El Jesús de Getsemaní ruega a sus discípulos que lo protejan de Dios. «Velad conmigo», les suplica. Ellos, sin embargo, sucumben al sueño y él se queda entre los olivos nocturnos, a solas con los grillos y las estrellas. Sabe que ha llegado la hora. La lucha será a muerte. Pero ¿cómo defenderse de ese Dios que habita en los severos rollos de la Torá y no en las lágrimas del hombre?

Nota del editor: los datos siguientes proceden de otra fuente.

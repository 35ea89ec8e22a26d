// routes.rs
use axum::routing::{get, post};
use axum::Router;
use tower_http::cors::CorsLayer;
use tower_http::trace::TraceLayer;

use crate::handlers::{self, AppState};

pub fn create_routes(state: AppState) -> Router {
    let api = Router::new()
        .route("/polls", get(handlers::get_all_polls).post(handlers::create_poll))
        .route("/polls/{id}", get(handlers::get_poll))
        .route("/polls/{id}/options", get(handlers::get_date_options))
        .route("/polls/{id}/tally", get(handlers::get_tally))
        .route("/polls/{id}/vote", post(handlers::vote))
        .route("/polls/{id}/end", post(handlers::end_poll))
        .route("/polls/{id}/voters/{account}", get(handlers::get_voter_info))
        .route("/polls/{id}/creator/{account}", get(handlers::is_creator))
        .route("/polls/{id}/winner", get(handlers::get_winner))
        .route(
            "/election/candidates",
            get(handlers::get_candidates).post(handlers::add_candidate),
        )
        .route("/election/start", post(handlers::start_voting))
        .route("/election/end", post(handlers::end_voting))
        .route("/election/vote", post(handlers::election_vote))
        .route("/election/status", get(handlers::election_status))
        .route("/election/voters/{account}", get(handlers::election_voter_info))
        .route("/election/winner", get(handlers::election_winner));

    Router::new()
        .route("/health", get(handlers::health))
        .nest("/api", api)
        .layer(TraceLayer::new_for_http())
        .layer(CorsLayer::permissive())
        .with_state(state)
}

#[cfg(test)]
mod tests {
    use super::*;
    use crate::config::Config;
    use crate::handlers::ACCOUNT_HEADER;
    use crate::ledger::Ledger;
    use axum::body::Body;
    use axum::http::{Request, StatusCode};
    use serde_json::{json, Value};
    use tower::ServiceExt;

    fn test_router() -> Router {
        create_routes(AppState::new(Ledger::in_memory(), &Config::default()))
    }

    async fn send(app: &Router, request: Request<Body>) -> (StatusCode, Value) {
        let resp = app.clone().oneshot(request).await.unwrap();
        let status = resp.status();
        let bytes = axum::body::to_bytes(resp.into_body(), usize::MAX).await.unwrap();
        let json = if bytes.is_empty() {
            Value::Null
        } else {
            serde_json::from_slice(&bytes).unwrap()
        };
        (status, json)
    }

    async fn call(
        app: &Router,
        method: &str,
        uri: &str,
        account: Option<&str>,
        body: Option<Value>,
    ) -> (StatusCode, Value) {
        let mut builder = Request::builder().method(method).uri(uri);
        if let Some(account) = account {
            builder = builder.header(ACCOUNT_HEADER, account);
        }
        let request = match body {
            Some(body) => builder
                .header("content-type", "application/json")
                .body(Body::from(serde_json::to_string(&body).unwrap()))
                .unwrap(),
            None => builder.body(Body::empty()).unwrap(),
        };
        send(app, request).await
    }

    fn lunch() -> Value {
        json!({
            "title": "Team Lunch",
            "options": [
                { "timestamp": 1705327200, "displayDate": "Jan 15, 2024 at 2:00 PM" },
                { "timestamp": 1705413600, "displayDate": "Jan 16, 2024 at 2:00 PM" }
            ]
        })
    }

    #[tokio::test]
    async fn health_returns_200() {
        let (status, body) = call(&test_router(), "GET", "/health", None, None).await;
        assert_eq!(status, StatusCode::OK);
        assert_eq!(body["status"], "ok");
    }

    #[tokio::test]
    async fn poll_round_trip_over_http() {
        let app = test_router();

        let (status, body) =
            call(&app, "POST", "/api/polls", Some("0xCreator"), Some(lunch())).await;
        assert_eq!(status, StatusCode::OK);
        assert_eq!(body["pollId"], 1);

        let ballot = Some(json!({ "optionId": 1 }));
        let (status, _) = call(&app, "POST", "/api/polls/1/vote", Some("0xX"), ballot).await;
        assert_eq!(status, StatusCode::OK);
        let ballot = Some(json!({ "optionId": 0 }));
        let (status, body) = call(&app, "POST", "/api/polls/1/vote", Some("0xX"), ballot).await;
        assert_eq!(status, StatusCode::CONFLICT);
        assert_eq!(body["kind"], "AlreadyVoted");

        let (_, body) = call(&app, "GET", "/api/polls/1/voters/0xx", None, None).await;
        assert_eq!(body, json!({ "hasVoted": true, "chosenOptionId": 1 }));

        let (_, body) = call(&app, "GET", "/api/polls/1/winner", None, None).await;
        assert_eq!(body["kind"], "PollStillActive");

        let (status, body) =
            call(&app, "POST", "/api/polls/1/end", Some("0xSomeoneElse"), None).await;
        assert_eq!(status, StatusCode::FORBIDDEN);
        assert_eq!(body["kind"], "Unauthorized");
        let (status, _) = call(&app, "POST", "/api/polls/1/end", Some("0xcreator"), None).await;
        assert_eq!(status, StatusCode::OK);

        let (status, body) = call(&app, "GET", "/api/polls/1/winner", None, None).await;
        assert_eq!(status, StatusCode::OK);
        assert_eq!(body["id"], 1);
        assert_eq!(body["displayDate"], "Jan 16, 2024 at 2:00 PM");
        assert_eq!(body["voteCount"], 1);

        let (_, body) = call(&app, "GET", "/api/polls/1", None, None).await;
        assert_eq!(body["active"], false);
        assert_eq!(body["dateOptionsCount"], 2);
        assert_eq!(body["creator"], "0xcreator");

        let (_, body) = call(&app, "GET", "/api/polls", None, None).await;
        assert_eq!(body.as_array().unwrap().len(), 1);

        let (_, body) = call(&app, "GET", "/api/polls/1/creator/0xCREATOR", None, None).await;
        assert_eq!(body["isCreator"], true);
    }

    #[tokio::test]
    async fn errors_are_typed() {
        let app = test_router();

        let (status, body) = call(&app, "POST", "/api/polls", None, Some(lunch())).await;
        assert_eq!(status, StatusCode::FORBIDDEN);
        assert_eq!(body["kind"], "Unauthorized");

        let one_option = json!({
            "title": "Solo",
            "options": [{ "timestamp": 1, "displayDate": "x" }]
        });
        let (status, body) =
            call(&app, "POST", "/api/polls", Some("0xA"), Some(one_option)).await;
        assert_eq!(status, StatusCode::BAD_REQUEST);
        assert_eq!(body["kind"], "InvalidInput");

        let (status, body) = call(&app, "GET", "/api/polls/5/options", None, None).await;
        assert_eq!(status, StatusCode::NOT_FOUND);
        assert_eq!(body["kind"], "NotFound");
    }

    #[tokio::test]
    async fn malformed_requests_get_json_errors() {
        let app = test_router();

        let truncated = Request::builder()
            .method("POST")
            .uri("/api/polls")
            .header(ACCOUNT_HEADER, "0xA")
            .header("content-type", "application/json")
            .body(Body::from(r#"{"title":"#))
            .unwrap();
        let (status, body) = send(&app, truncated).await;
        assert_eq!(status, StatusCode::BAD_REQUEST);
        assert_eq!(body["kind"], "InvalidInput");
        assert!(body["error"].as_str().unwrap().starts_with("invalid input"));

        let untyped = Request::builder()
            .method("POST")
            .uri("/api/polls")
            .header(ACCOUNT_HEADER, "0xA")
            .body(Body::from(lunch().to_string()))
            .unwrap();
        let (status, body) = send(&app, untyped).await;
        assert_eq!(status, StatusCode::BAD_REQUEST);
        assert_eq!(body["kind"], "InvalidInput");

        let wrong_shape = Some(json!({ "optionId": "first" }));
        let (status, body) =
            call(&app, "POST", "/api/polls/1/vote", Some("0xA"), wrong_shape).await;
        assert_eq!(status, StatusCode::BAD_REQUEST);
        assert_eq!(body["kind"], "InvalidInput");

        let (status, body) = call(&app, "GET", "/api/polls/abc", None, None).await;
        assert_eq!(status, StatusCode::BAD_REQUEST);
        assert_eq!(body["kind"], "InvalidInput");

        let (_, body) = call(&app, "GET", "/api/polls", None, None).await;
        assert_eq!(body, json!([]));
    }

    #[tokio::test]
    async fn legacy_election_over_http() {
        let app = test_router();
        let admin = Some("0xadmin");

        for name in ["Alice", "Bob"] {
            let candidate = Some(json!({ "name": name }));
            let (status, _) =
                call(&app, "POST", "/api/election/candidates", admin, candidate).await;
            assert_eq!(status, StatusCode::OK);
        }
        let duration = Some(json!({ "durationMinutes": 60 }));
        let (status, body) = call(&app, "POST", "/api/election/start", admin, duration).await;
        assert_eq!(status, StatusCode::OK);
        assert_eq!(body["active"], true);

        let ballot = Some(json!({ "candidateId": 1 }));
        let (status, _) = call(&app, "POST", "/api/election/vote", Some("0x1"), ballot).await;
        assert_eq!(status, StatusCode::OK);

        let (_, body) = call(&app, "GET", "/api/election/winner", None, None).await;
        assert_eq!(body["kind"], "PollStillActive");

        let (status, _) = call(&app, "POST", "/api/election/end", admin, None).await;
        assert_eq!(status, StatusCode::OK);
        let (status, body) = call(&app, "POST", "/api/election/end", admin, None).await;
        assert_eq!(status, StatusCode::CONFLICT);
        assert_eq!(body["kind"], "AlreadyClosed");
        assert_eq!(body["error"], "election voting has already ended");

        let (_, body) = call(&app, "GET", "/api/election/winner", None, None).await;
        assert_eq!(body["name"], "Bob");

        let (_, body) = call(&app, "GET", "/api/election/candidates", None, None).await;
        assert_eq!(body[1]["voteCount"], 1);

        let (_, body) = call(&app, "GET", "/api/election/voters/0x1", None, None).await;
        assert_eq!(body["chosenOptionId"], 1);

        let (_, body) = call(&app, "GET", "/api/election/status", None, None).await;
        assert_eq!(body["ended"], true);
        assert_eq!(body["remainingSeconds"], 0);
    }
}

Cada vez más angustiado, Jesús de Nazaret, un palestino andarín de barbas navegables, un don Quijote pasado por Eurípides, se oculta bajo la copa de un olivo y se aprieta contra las piedras como contra las faldas de una madre. Está aterrado. Un sudor frío le suelda el pelo greñudo a la frente. La boca es un grito de polvo y las manos, garras arañando la tierra para escapar del cielo.
Pero la tierra está dura y Dios calla. Y en ese silencio ya están contenidos Auschwitz y el gulag, la trata de seres humanos y los miles de suicidios debidos a la crisis económica, el secesionismo catalán y el cambio climático, Wall Street y Kim Jong-un, el Estado Islámico y la explotación infantil, Amazon y los misiles nucleares, Trump y Maduro, la deforestación y los neofascismos europeos, Monsanto y la negritud minuciosa del Aquarius.
Y ahora que el barco ha arribado a Valencia y aún resuenan en las portadas de los periódicos los gritos de gratitud subsahariana, me he acordado de la historia de una emigrante con menos suerte que los pasajeros del Aquarius. Me la refirió Nicole Ndongala, una congoleña licenciada en Ciencias Empresariales que llegó a Europa huyendo del salvaje horror de Kabila solo para darse de bruces con el civilizado horror belga.
Primero fueron los insultos de los gendarmes por encima de los gritos de la joven negra, a quien iban a deportar a su país. Y en este punto Nicole, con un engrudo de angustia en la garganta, detiene la narración por primera vez. Al cabo de unos segundos, ofrece una sonrisa de disculpa y al hilo del discurso reanudado la joven del relato chilla de nuevo, maldice, escupe, forcejea. «Pero no iba a conseguir nada. Los gendarmes tenían órdenes de hacerla subir al avión fuera como fuera», advierte Nicole.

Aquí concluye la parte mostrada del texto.